Queste parole assomigliano all’incoraggiamento che Paolo riceve «in visione» dal Signore stesso: «Non avere paura, ma continua a parlare e non tacere, perché io sono con te» (At 18,9-10). Questo irrobustimento interiore dona a Paolo la forza per seminare con generosità e fedeltà il Vangelo: «Si fermò un anno e mezzo, insegnando fra loro la parola di Dio» (At 18,11).


Quando il fiume della nostra vita si gonfia improvvisamente, e accadono avvenimenti non calcolati e non desiderabili, rischiamo di far funzionare male quell’organo stupendo e delicato che è la nostra memoria. Infatti tendiamo a ri-cordare, cioè a conservare nel cuore, solo i sentimenti di paura e angoscia che si sono generati in noi negli ultimi momenti. Per questo sprofondiamo in fretta nel buio e nella solitudine: in poco tempo arriviamo a temere che la vita – almeno per noi e per i nostri cari – sia veramente al suo capolinea! Questo è lo spavento più grande che conosciamo, il timore che qualcuno/qualcosa possa toglierci ciò per cui abbiamo sorriso e reso grazie!

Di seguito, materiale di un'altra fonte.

//! pubtag - Tag the version of a Dart/Flutter package on GitHub

mod cli;
mod exit_codes;
mod workflow;

use clap::Parser;
use tracing_subscriber::{layer::SubscriberExt, util::SubscriberInitExt, EnvFilter, Layer};

use cli::{output, Cli};

fn main() {
    let cli = Cli::parse();
    let guard = init_tracing(cli.verbose);

    let code = match cli.execute() {
        Ok(()) => exit_codes::SUCCESS,
        Err(err) => {
            output::error(&format!("{err:#}"));
            exit_codes::for_error(&err)
        }
    };

    // Flush the file layer before exiting
    drop(guard);
    std::process::exit(code);
}

/// Set up tracing with two layers:
/// - Console: controlled by RUST_LOG (default: warn, debug with --verbose)
/// - File: always debug-level JSON to ~/.pubtag/logs/
fn init_tracing(verbose: bool) -> Option<tracing_appender::non_blocking::WorkerGuard> {
    let default_level = if verbose { "debug" } else { "warn" };
    let console_filter =
        EnvFilter::try_from_default_env().unwrap_or_else(|_| EnvFilter::new(default_level));

    if let Some(log_dir) = log_directory() {
        let file_appender = tracing_appender::rolling::daily(&log_dir, "pubtag.log");
        let (non_blocking, guard) = tracing_appender::non_blocking(file_appender);

        tracing_subscriber::registry()
            .with(
                tracing_subscriber::fmt::layer()
                    .with_target(false)
                    .with_writer(std::io::stderr)
                    .with_filter(console_filter),
            )
            .with(
                tracing_subscriber::fmt::layer()
                    .json()
                    .with_writer(non_blocking)
                    .with_target(true)
                    .with_filter(EnvFilter::new("debug")),
            )
            .init();

        return Some(guard);
    }

    // Fallback: console only
    tracing_subscriber::registry()
        .with(
            tracing_subscriber::fmt::layer()
                .with_target(false)
                .with_writer(std::io::stderr)
                .with_filter(console_filter),
        )
        .init();

    None
}

/// Returns the log directory path, creating it if needed.
fn log_directory() -> Option<std::path::PathBuf> {
    let log_dir = dirs::home_dir()?.join(".pubtag").join("logs");
    std::fs::create_dir_all(&log_dir).ok()?;
    Some(log_dir)
}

Qui si inserisce la voce di Dio, che con il suo grande amore è capace di ricordarsi sempre di tutto e di tutti, non assolutizzando mai un segmento della storia come invece facciamo noi, a causa del nostro egoismo. Per questo è capace di salvarci attraverso la risurrezione, perché non si dimentica mai della sua misericordia mentre «tutta la creazione geme e soffre fino ad oggi nelle doglie del parto» (Rm 8,22). Gesù dice ai suoi discepoli: «Ora siete nella tristezza; ma vi vedrò di nuovo e il vostro cuore si rallegrerà e nessuno vi potrà togliere la vostra gioia» (Gv 16,22).


Pregare, ascoltare la Parola di Dio, partecipare ai gemiti e ai canti della Chiesa significa passare, ogni giorno, dalle tenebre alla luce, dalla tristezza alla gioia, dalla paura di morire alla speranza di una vita senza fine, nella quale niente e nessuno «potrà mai separarci dall’amore di Dio, in Cristo Gesù nostro Signore» (Rm 8,39).


Commenti

Anonimo ha detto…
Bellissime le tue parole e davvero molto rincuoranti. Sicuramente facendo un feed back della mia vita è stato proprio così. A ogni grande dolore, nella salute, nella famiglia, con tanta tanta preghiera e affidamento sono riuscita ad avere sempre una gioia più grande. Affidarsi, questa penso sia la chiave di tutto, affidarsi con tutto l'amore possibile. Grazie!
Unknown ha detto…
Penso alla sofferenza che può nascere dall'essere cristiani in questo mondo, dal cercare di essere testimoni credibili di Gesù Cristo.
Penso a coloro che per amore di Gesù sono stati presi in giro, isolati, abbandonati dai propri amici e magari perfino dai propri famigliari.
Penso a me: che per paura di tale sofferenza, di non essere compresa, di vivere nel mondo senza essere del mondo, troppo spesso non seguo Gesù fino in fondo, non vivo liberamente la mia fede. Al contrario, imbocco la via "più ragionevole", la via che sono sicura mi darà meno problemi, che sconvolgerà meno la mia vita e non scandalizzerà chi mi sta intorno.
Così però mi privo della vera gioia, della gioia di cui parla Gesù, che viene dopo la sofferenza, dopo la paura e l'angoscia di essere rimasti soli.
Chiedo al Signore di darmi il coraggio di abbandonare ciò che m'impedisce la gioia di una vita vera, salvata e incredibilmente dilatata dal suo amore.
Anonimo ha detto…
Carissimo fra Roberto,
come sono confortanti le parole dette da Gesù:”tutta la sofferenza e il dolore che vi attraversa non è fine a se stesso ma è per la gioia”.
Durante la nostra vita, infatti, ci accadono eventi che ci sconvolgono e quasi sempre restiamo ancorati alla disperazione che ci hanno procurato.
Riflettendo su quanto dice il Vangelo riguardo alla donna che partorisce e dimentica subito il suo dolore perché grande è la gioia di aver dato alla luce un figlio, anche chi ha tanto sofferto per la perdita di una persona cara può tramutare il suo dolore in gioia quando la fede lo porta a credere che chi ci ha lasciato ora vive in Dio, nella sua luce e nella sua gloria.